Atas dasar itu, Zoebairi yang juga mewakili IDI meminta pemerintah agar bisa memberikan subsidi yang lebih besar untuk keperluan test swab PCR di Indonesia.
Terpisah, Wakil Ketua Umum IDI Slamet Budiarto menegaskan, pihaknya mendesak pemerintah untuk menghapus atau membebaskan pajak untuk segala alat kesehatan, obat-obatan hingga keperluan laboratorium di Rumah Sakit.
Hal itu yang menjadi salah satu penyebab mahalnya harga test swab PCR di Indonesia. Dia bahkan menilai itu berpotensi melanggar Hak Asasi Manusia.
"Kenapa obat dan Alkes jangan dibebani pajak karena itu menyangkut hak asasi manusia, orang sakit tidak boleh dibebani pajak," kata Slamet saat dihubungi Tribunnews, Minggu (15/8/2021).
Dampaknya bahkan kata dia, tekhnologi Rumah Sakit di Indonesia akan selalu tertinggal dari negara lain.

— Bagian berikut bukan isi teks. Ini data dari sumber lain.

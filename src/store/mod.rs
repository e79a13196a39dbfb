//! Narrow persistence interfaces for the token lifecycle.
//!
//! Three traits cover exactly what the session service and request gate
//! need: the one-row-per-user refresh token table, the append-only token
//! blacklist, and the user account lookup. One durable backing exists
//! (SQLite) plus an in-memory fake for tests and for running without a
//! configured database.

use async_trait::async_trait;
use chrono::{DateTime, Utc};
use serde::{Deserialize, Serialize};
use thiserror::Error;

use crate::auth::Role;

pub mod memory;
pub mod sqlite;

pub use memory::MemoryStore;
pub use sqlite::SqliteStore;

#[derive(Debug, Error)]
pub enum StoreError {
    #[error("conflict: {0}")]
    Conflict(String),
    #[error("store unavailable: {0}")]
    Unavailable(String),
}

pub type StoreResult<T> = Result<T, StoreError>;

/// Why a token was blacklisted.
#[derive(Debug, Clone, Copy, PartialEq, Eq, Serialize, Deserialize)]
pub enum BlacklistReason {
    #[serde(rename = "LOGOUT")]
    Logout,
    #[serde(rename = "COMPROMISED")]
    Compromised,
    #[serde(rename = "PASSWORD_CHANGED")]
    PasswordChanged,
    #[serde(rename = "DUPLICATE_LOGIN")]
    DuplicateLogin,
}

impl BlacklistReason {
    pub fn parse(s: &str) -> Option<Self> {
        match s {
            "LOGOUT" => Some(Self::Logout),
            "COMPROMISED" => Some(Self::Compromised),
            "PASSWORD_CHANGED" => Some(Self::PasswordChanged),
            "DUPLICATE_LOGIN" => Some(Self::DuplicateLogin),
            _ => None,
        }
    }

    pub fn as_str(&self) -> &'static str {
        match self {
            Self::Logout => "LOGOUT",
            Self::Compromised => "COMPROMISED",
            Self::PasswordChanged => "PASSWORD_CHANGED",
            Self::DuplicateLogin => "DUPLICATE_LOGIN",
        }
    }
}

/// The single live refresh token for one user. `user_id` is the primary
/// key, which is what enforces "at most one per user" structurally.
#[derive(Debug, Clone, PartialEq, Eq)]
pub struct RefreshRecord {
    pub user_id: i64,
    pub token: String,
    pub expires_at: DateTime<Utc>,
}

/// One blacklisted access token. `expires_at` is copied from the token's
/// own expiry so the row can be purged once it stops mattering. Rows are
/// never updated, only inserted and eventually purged.
#[derive(Debug, Clone)]
pub struct BlacklistEntry {
    pub token: String,
    pub expires_at: DateTime<Utc>,
    pub user_id: i64,
    pub reason: BlacklistReason,
}

#[derive(Debug, Clone)]
pub struct UserRecord {
    pub id: i64,
    pub email: String,
    pub password_hash: String,
    pub role: Role,
}

#[async_trait]
pub trait RefreshTokenStore: Send + Sync {
    async fn get(&self, user_id: i64) -> StoreResult<Option<RefreshRecord>>;

    /// Overwrite (or create) the user's row in a single atomic write. When
    /// two rotations race for the same user the last writer wins and the
    /// loser's token is silently superseded; that is the accepted policy,
    /// not a detected conflict.
    async fn upsert(&self, user_id: i64, token: &str, expires_at: DateTime<Utc>) -> StoreResult<()>;

    async fn delete(&self, user_id: i64) -> StoreResult<()>;

    /// Delete every row whose expiry is strictly before `now`, atomically.
    /// Returns the number of rows removed.
    async fn purge_expired_before(&self, now: DateTime<Utc>) -> StoreResult<u64>;
}

#[async_trait]
pub trait TokenBlacklistStore: Send + Sync {
    /// Exact-string membership test, evaluated on every authenticated
    /// request; must be a keyed lookup.
    async fn exists(&self, token: &str) -> StoreResult<bool>;

    async fn add(&self, entry: BlacklistEntry) -> StoreResult<()>;

    async fn purge_expired_before(&self, threshold: DateTime<Utc>) -> StoreResult<u64>;
}

#[async_trait]
pub trait UserStore: Send + Sync {
    async fn create(&self, email: &str, password_hash: &str, role: Role) -> StoreResult<UserRecord>;
    async fn find_by_email(&self, email: &str) -> StoreResult<Option<UserRecord>>;
    async fn find_by_id(&self, id: i64) -> StoreResult<Option<UserRecord>>;
    async fn email_exists(&self, email: &str) -> StoreResult<bool>;
}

Sebab banyak pihak yang enggan membeli alat karena pajaknya tinggi.
Ironinya kata Slamet, akhirnya sebagian besar masyarakat memilih untuk menjalankan perawatan atau berobat ke negara lain.

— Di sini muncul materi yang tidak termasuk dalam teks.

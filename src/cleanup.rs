//! Background sweep of expired refresh tokens and blacklist rows.
//!
//! One periodic task, spawned at startup and aborted on shutdown. Each tick
//! issues the stores' atomic delete-by-predicate operations, so the sweep
//! never races read-then-delete against concurrent rotations. The two
//! purges are independent: one failing does not stop the other, and a
//! failed tick is simply retried by the next one.

use std::sync::Arc;

use chrono::Utc;
use tokio::task::JoinHandle;
use tracing::{debug, error, info};

use crate::store::{RefreshTokenStore, TokenBlacklistStore};

pub struct CleanupTask {
    handle: JoinHandle<()>,
}

impl CleanupTask {
    pub fn stop(self) {
        self.handle.abort();
    }
}

/// Spawn the sweep loop. `interval_secs == 0` disables it.
pub fn spawn(
    refresh: Arc<dyn RefreshTokenStore>,
    blacklist: Arc<dyn TokenBlacklistStore>,
    interval_secs: u64,
) -> Option<CleanupTask> {
    if interval_secs == 0 {
        info!("token cleanup task disabled");
        return None;
    }
    let handle = tokio::spawn(async move {
        loop {
            sweep(refresh.as_ref(), blacklist.as_ref()).await;
            tokio::time::sleep(std::time::Duration::from_secs(interval_secs)).await;
        }
    });
    Some(CleanupTask { handle })
}

/// One best-effort pass over both stores.
pub async fn sweep(refresh: &dyn RefreshTokenStore, blacklist: &dyn TokenBlacklistStore) {
    let now = Utc::now();
    match refresh.purge_expired_before(now).await {
        Ok(removed) if removed > 0 => debug!(removed, "purged expired refresh tokens"),
        Ok(_) => {}
        Err(e) => error!("refresh token purge failed: {e}"),
    }
    match blacklist.purge_expired_before(now).await {
        Ok(removed) if removed > 0 => debug!(removed, "purged expired blacklist entries"),
        Ok(_) => {}
        Err(e) => error!("blacklist purge failed: {e}"),
    }
}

"Karena kita gabisa membeli alat-alat canggih orang berbondong-bondong ke Malaysia, negara lain yang jauh lebih murah, sekarang Malaysia booming karena di sana tidak dikenai pajak," tuturnya.
Lantas Slamet menyinggung terkait barang yang wajib dikenakan pajak, kata dia segala barang tersebut yakni yang berhasil diperoleh masyarakat karena kenikmatan dalam hal ini gaji.

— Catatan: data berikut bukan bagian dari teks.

//! Session lifecycle orchestration: signup, signin, signout, reissue and
//! administrative revocation. This is the only module that writes to the
//! refresh token and blacklist stores.

use std::sync::Arc;

use chrono::{DateTime, Utc};
use serde::{Deserialize, Serialize};
use tracing::{debug, info};

use crate::auth::{password, Role, TokenIssuer, TokenValidator};
use crate::error::{AuthError, AuthResult};
use crate::store::{
    BlacklistEntry, BlacklistReason, RefreshTokenStore, TokenBlacklistStore, UserStore,
};

/// Access + refresh token pair returned by signup, signin and reissue.
#[derive(Debug, Clone, Serialize, Deserialize)]
#[serde(rename_all = "camelCase")]
pub struct TokenPair {
    pub access_token: String,
    pub refresh_token: String,
}

pub struct SessionService {
    users: Arc<dyn UserStore>,
    refresh: Arc<dyn RefreshTokenStore>,
    blacklist: Arc<dyn TokenBlacklistStore>,
    issuer: TokenIssuer,
    validator: TokenValidator,
}

impl SessionService {
    pub fn new(
        users: Arc<dyn UserStore>,
        refresh: Arc<dyn RefreshTokenStore>,
        blacklist: Arc<dyn TokenBlacklistStore>,
        issuer: TokenIssuer,
        validator: TokenValidator,
    ) -> Self {
        Self {
            users,
            refresh,
            blacklist,
            issuer,
            validator,
        }
    }

    /// Register a new account and issue its first token pair.
    pub async fn signup(&self, email: &str, password: &str, role: &str) -> AuthResult<TokenPair> {
        let role = Role::parse(role)
            .ok_or_else(|| AuthError::InvalidRequest(format!("unknown role: {role}")))?;
        if self.users.email_exists(email).await? {
            return Err(AuthError::DuplicateEmail);
        }
        let hash = password::hash_password(password)
            .map_err(|e| AuthError::Internal(format!("password hashing failed: {e}")))?;
        let user = match self.users.create(email, &hash, role).await {
            Ok(user) => user,
            // Lost a race with a concurrent signup for the same email.
            Err(crate::store::StoreError::Conflict(_)) => return Err(AuthError::DuplicateEmail),
            Err(e) => return Err(e.into()),
        };
        let pair = self.issue_pair(user.id, &user.email, user.role).await?;
        info!(user_id = user.id, "signup");
        Ok(pair)
    }

    /// Authenticate by email/password and rotate the refresh token.
    pub async fn signin(&self, email: &str, password: &str) -> AuthResult<TokenPair> {
        let user = self
            .users
            .find_by_email(email)
            .await?
            .ok_or(AuthError::UserNotFound)?;
        if !password::verify_password(&user.password_hash, password) {
            return Err(AuthError::BadCredentials);
        }
        let pair = self.issue_pair(user.id, &user.email, user.role).await?;
        info!(user_id = user.id, "signin");
        Ok(pair)
    }

    /// Invalidate the presented access token and drop the refresh token.
    /// The token's embedded subject must match `user_id`.
    pub async fn signout(&self, user_id: i64, bearer_header: &str) -> AuthResult<()> {
        let token = TokenValidator::strip_bearer(bearer_header)?;
        let claims = self.validator.extract_claims(token)?;
        let token_user_id = claims.subject_id().ok_or(AuthError::TokenInvalid)?;
        if token_user_id != user_id {
            return Err(AuthError::SubjectMismatch);
        }
        self.blacklist
            .add(BlacklistEntry {
                token: token.to_string(),
                expires_at: expiry_instant(claims.exp),
                user_id,
                reason: BlacklistReason::Logout,
            })
            .await?;
        self.refresh.delete(user_id).await?;
        info!(user_id, "signout");
        Ok(())
    }

    /// Exchange a refresh token for a brand-new pair. The presented token
    /// must be well-signed, unexpired, and byte-identical to the stored row
    /// for `user_id`; a superseded token always fails the exact-match check.
    /// On success the stored row is overwritten, so the presented token is
    /// spent. Ownership of `user_id` is asserted only by that match; the
    /// token itself names no subject.
    pub async fn reissue(&self, user_id: i64, presented: &str) -> AuthResult<TokenPair> {
        self.validator.validate(presented).map_err(|e| match e {
            AuthError::TokenExpired => AuthError::RefreshExpired,
            _ => AuthError::TokenInvalid,
        })?;

        let stored = self
            .refresh
            .get(user_id)
            .await?
            .ok_or(AuthError::RefreshMissing)?;
        if stored.token != presented {
            debug!(user_id, "refresh token mismatch; possible reuse of a superseded token");
            return Err(AuthError::RefreshMismatch);
        }
        // The row's own expiry governs even if the token's embedded expiry
        // has not passed (they can drift after clock adjustments).
        if stored.expires_at < Utc::now() {
            return Err(AuthError::RefreshExpired);
        }

        let user = self
            .users
            .find_by_id(user_id)
            .await?
            .ok_or(AuthError::RefreshMissing)?;
        let pair = self.issue_pair(user.id, &user.email, user.role).await?;
        info!(user_id, "reissue");
        Ok(pair)
    }

    /// Administrative blacklist insert for a suspected-compromised (or
    /// otherwise condemned) access token.
    pub async fn force_revoke(
        &self,
        bearer_or_raw: &str,
        user_id: i64,
        reason: BlacklistReason,
    ) -> AuthResult<()> {
        let token = TokenValidator::strip_bearer(bearer_or_raw).unwrap_or(bearer_or_raw);
        let claims = self.validator.extract_claims(token)?;
        self.blacklist
            .add(BlacklistEntry {
                token: token.to_string(),
                expires_at: expiry_instant(claims.exp),
                user_id,
                reason,
            })
            .await?;
        info!(user_id, reason = reason.as_str(), "token force-revoked");
        Ok(())
    }

    /// Password-change invalidation: drop the refresh token and condemn the
    /// access token the caller is currently holding.
    pub async fn invalidate_all_for_user(
        &self,
        user_id: i64,
        current_access_token: &str,
    ) -> AuthResult<()> {
        self.refresh.delete(user_id).await?;
        let token = TokenValidator::strip_bearer(current_access_token).unwrap_or(current_access_token);
        let claims = self.validator.extract_claims(token)?;
        self.blacklist
            .add(BlacklistEntry {
                token: token.to_string(),
                expires_at: expiry_instant(claims.exp),
                user_id,
                reason: BlacklistReason::PasswordChanged,
            })
            .await?;
        info!(user_id, "all tokens invalidated after password change");
        Ok(())
    }

    /// Issue a fresh pair and overwrite the user's refresh row in one
    /// conditional write (sliding expiration).
    async fn issue_pair(&self, user_id: i64, email: &str, role: Role) -> AuthResult<TokenPair> {
        let access_token = self.issuer.issue_access(user_id, email, role)?;
        let (refresh_token, expires_at) = self.issuer.issue_refresh()?;
        self.refresh.upsert(user_id, &refresh_token, expires_at).await?;
        Ok(TokenPair {
            access_token,
            refresh_token,
        })
    }
}

fn expiry_instant(exp_secs: i64) -> DateTime<Utc> {
    DateTime::from_timestamp(exp_secs, 0).unwrap_or_default()
}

Kata dia, masyarakat yang memiliki keperluan untuk berobat itu bukan sebuah kenikmatan melainkan suatu ujian.
"Misal, dapet gaji beli mobil beli handphone beli rumah itu kenikmatan itu dikenai pajak oke, tapi orang susah (sakit) jangan dibebani pajak, ini brunded ini," ucapnya.
Pihaknya bahkan kata Slamet telah mengirimkan surat kepada Presiden Joko Widodo dan Kementerian terkait agar untuk sedianya memberikan keringanan kepada masyarakat yang ingin berobat.
Dengan ditiadakan pajak itu dirinya meyakini segala biaya keperluan berobat atau bahkan test PCR sekalpun akan lebih terjangkau.
"Kami sudah surati Presiden sekitar bulan Maret-April, DPR juga sudah kita suratin agar obat dan alkes jangan dibebani pajak, udah itu aja (dibebaskan pajak) itu akan turun semua (harga test)," ucapnya.
Kendati begitu kata Slamet belum ada tindakan dari pelayangan surat yang diberikan pihaknya terkait hal tersebut.
"Yang memberikan respon baru Kemenko Perekonomian, katanya akan diperhatikan tapi sampai saat ini belum ada tindak lanjut," ucapnya.
Atas dasar itu dirinya mewakili IDI mendesak pemerintah untuk sedianya memberikan relaksasi pajak masuk khusunya alat kesehatan dan obat-obatan ke Indonesia.
"Mendesak pemerintah untuk membebaskan pajak untuk obat alkes laboratorium, baik yang terkait Covid-19 maupun yang tidak terkait Covid-19, karena orang sakit kan tidak hanya terkait Covid-19 aja," ujarnya.